Two Pilgrims by Peter Taylor, 1963
The magic trick:
Controlling the story’s tone, bouncing back and forth between different feels
This is the third Peter Taylor story I’ve read for the blog. Each is drastically different from the other in content, setting and characters. Yet they all bear the mark of Taylor’s remarkable gift for tone.
In “Two Pilgrims,” he shuffles the reader through a range of tones, feelings and expectations. We get something very close to laugh-out-loud humor as the two old men inspect every old piece of junk they rescue from the burning house. The laughs peak with the discovery of the child’s chamber pot, but Taylor shifts the tone immediately to one of horror and potential tragedy when the woman screams for her missing baby, lost in the fire.

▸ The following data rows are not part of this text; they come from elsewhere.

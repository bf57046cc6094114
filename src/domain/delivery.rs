//! Delivery attempt and report types

use serde::Serialize;

/// Record of one provider's single try
///
/// Attempts accumulate in priority order on the [`DeliveryReport`]; the
/// first successful one ends the chain.
#[derive(Debug, Clone, Serialize)]
pub struct DeliveryAttempt {
    /// Provider name ("resend", "smtp", "sandbox")
    pub provider: String,

    /// Provider-native message identifier, present on success
    #[serde(skip_serializing_if = "Option::is_none")]
    pub message_id: Option<String>,

    /// Human-readable error summary, present on failure. Operator
    /// diagnostics only; never shown to end users.
    #[serde(skip_serializing_if = "Option::is_none")]
    pub error: Option<String>,
}

impl DeliveryAttempt {
    pub fn succeeded(provider: impl Into<String>, message_id: Option<String>) -> Self {
        Self {
            provider: provider.into(),
            message_id,
            error: None,
        }
    }

    pub fn failed(provider: impl Into<String>, error: impl Into<String>) -> Self {
        Self {
            provider: provider.into(),
            message_id: None,
            error: Some(error.into()),
        }
    }

    pub fn is_success(&self) -> bool {
        self.error.is_none()
    }
}

/// Canonical result of one delivery request
///
/// Returned once per `deliver` call and owned by the caller. Exactly one
/// attempt can be successful; providers after the first success are never
/// invoked. When every provider fails, `success` is false and `attempts`
/// holds each failure in priority order.
#[derive(Debug, Clone, Serialize)]
pub struct DeliveryReport {
    pub success: bool,

    /// Which provider succeeded
    #[serde(skip_serializing_if = "Option::is_none")]
    pub service: Option<String>,

    /// Message identifier from the succeeding provider
    #[serde(skip_serializing_if = "Option::is_none")]
    pub message_id: Option<String>,

    /// Every attempt made, in priority order
    pub attempts: Vec<DeliveryAttempt>,
}

impl DeliveryReport {
    /// Build a report from the recorded attempts
    ///
    /// The report is successful when the last attempt succeeded (the chain
    /// stops at the first success, so a successful attempt is always last).
    pub fn from_attempts(attempts: Vec<DeliveryAttempt>) -> Self {
        match attempts.last() {
            Some(last) if last.is_success() => Self {
                success: true,
                service: Some(last.provider.clone()),
                message_id: last.message_id.clone(),
                attempts,
            },
            _ => Self {
                success: false,
                service: None,
                message_id: None,
                attempts,
            },
        }
    }

    /// Errors of every failed attempt, in priority order
    pub fn failures(&self) -> impl Iterator<Item = (&str, &str)> {
        self.attempts
            .iter()
            .filter_map(|a| a.error.as_deref().map(|e| (a.provider.as_str(), e)))
    }
}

This, of course, ushers in the sense of tremendous danger and suspense, only to resolve quickly into a sense of relief, some confusion, some anger and even more humor. The everchanging vibe isn’t just for show. It is reflective of our young narrator’s view of the proceedings. He isn’t quite sure what to make of these people, this region, and he’s pretty sure he doesn’t like any of it. He’s still learning to sort it all out, while his elders take a more nuanced view, with a more mature perspective. The inconsistent tone in the story is itself the main theme. And that’s quite a trick on Taylor’s part.
Once we had got back into the car and were on our way again, I was baffled by the quiet good humor – and even serenity – of those two men I was traveling with. The moment they had resettled themselves on the back seat of the car, after giving their overcoats a few final brushings and after placing their wide-brimmed fedoras firmly on their heads again, they began chatting together with the greatest ease and nonchalance.